If $f_n \to f$ in $L^1$, show that for every $\epsilon > 0$, there exists $\delta > 0$ such that if $m(A) < \delta$, $\int_A |f_n| < \epsilon$

Question

Problem: If $f_n \to f$ in the $L^1$ norm, and $f_n \in L^1$ for each $n$, show that for every $\epsilon > 0$, there exists $\delta > 0$ such that if $m(A) < \delta$, $\int_A |f_n| < \epsilon$ for all integers $n$.

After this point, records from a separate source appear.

//! Entry point for hash operations

use crate::{HashAlgorithm, HashResult};

/// Entry point for hash operations
///
/// ```
/// use rulecrypt_hashing::Hash;
///
/// let digest = Hash::sha1().compute("lorem ipsum");
/// assert_eq!(digest.to_hex(), "bfb7759a67daeb65410490b4d98bb9da7d1ea2ce");
/// ```
pub struct Hash;

impl Hash {
    /// Use MD5
    #[must_use]
    pub fn md5() -> HashBuilder {
        HashBuilder::new(HashAlgorithm::Md5)
    }

    /// Use SHA-1
    #[must_use]
    pub fn sha1() -> HashBuilder {
        HashBuilder::new(HashAlgorithm::Sha1)
    }

    /// Use SHA-256
    #[must_use]
    pub fn sha256() -> HashBuilder {
        HashBuilder::new(HashAlgorithm::Sha256)
    }
}

/// Hash builder bound to one algorithm
#[derive(Debug, Clone, Copy)]
pub struct HashBuilder {
    algorithm: HashAlgorithm,
}

impl HashBuilder {
    /// Create a builder for `algorithm`
    #[must_use]
    pub fn new(algorithm: HashAlgorithm) -> Self {
        Self { algorithm }
    }

    /// Algorithm this builder computes
    #[must_use]
    pub fn algorithm(&self) -> HashAlgorithm {
        self.algorithm
    }

    /// Digest `data`
    pub fn compute<T: AsRef<[u8]>>(&self, data: T) -> HashResult {
        let data = data.as_ref();
        tracing::trace!(algorithm = %self.algorithm, len = data.len(), "computing digest");
        self.algorithm.digest(data)
    }
}
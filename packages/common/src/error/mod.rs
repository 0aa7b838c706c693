//! Builtin error handling
//!
//! Every builtin either produces a value or a [`BuiltinError`]. The error
//! carries a stable [`ErrorCode`] and the message of the failure that caused
//! it, so the evaluator can surface it to policy output unchanged.

pub mod constructors;
pub mod display;
pub mod logging;
pub mod types;

pub use logging::Logging;
pub use types::{BuiltinError, ErrorCode, Result};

My attempt: We have already shown that if $f$ is integrable, then for each $\epsilon > 0$ there is a $\delta > 0$ such that whenever $m(A) < \delta$, $\int_A f(x) dx < \epsilon$.

To begin with, I noted that $L^1(R)$ is complete, and therefore $f \in L^1(R)$. Now, it's clear that for any $\epsilon > 0$, I can find a $\delta > 0$ such that for some $N$, we have $\int_A |f_n| < \epsilon$ if $m(A) < \delta$ and $n \ge N$. But I can't figure out how to generalize this to all $n$! A hint in the correct direction would be much appreciated.

Note: I have already tried using that

$$\int_A|f_n| \le \int_A |f_n - f| + \int_A |f|,$$

but this first estimate is where I'm running into problems, since it's only bounded by $\epsilon$ for $n \ge N$, where $N$ is some integer.

Answer 1

First, notice that $L^1(R)$ is complete, and thus $f\in L^1(R)$. Now, $$\int_A|f_n|dm \le \int_A|f_n - f|dm + \int_A|f|dm.$$ Since $f_n \to f$ in the $L^1$ norm, if we fix $\epsilon > 0$, we can find an integer $N$ such that, for all $n \ge N$, we have $$\int|f_n-f|dm < \epsilon/2.$$ Now, for each $f_n$, where $n < N$, $f_n$ is Lebesgue integrable, so we can find $\delta_n > 0$ for each $n$ such that if $m(A) < \delta_n$, $$\int_A|f_n| dm < \epsilon.$$ We also have $\delta$ such that if $m(A) < \delta$, we have $$\int_A |f| dm < \epsilon/2.$$ Let $\tilde{\delta} = \min\{\delta_1,\delta_2,...,\delta_{N-1},\delta\}$. Then, if $n < N$, if $m(A) < \tilde{\delta}$, we have $$\int_A |f_n| dm < \epsilon,$$ and if $n \ge N$, we have $$\int_A |f_n| \le \int_A |f_n - f| + \int_A |f| < \epsilon,$$ as desired.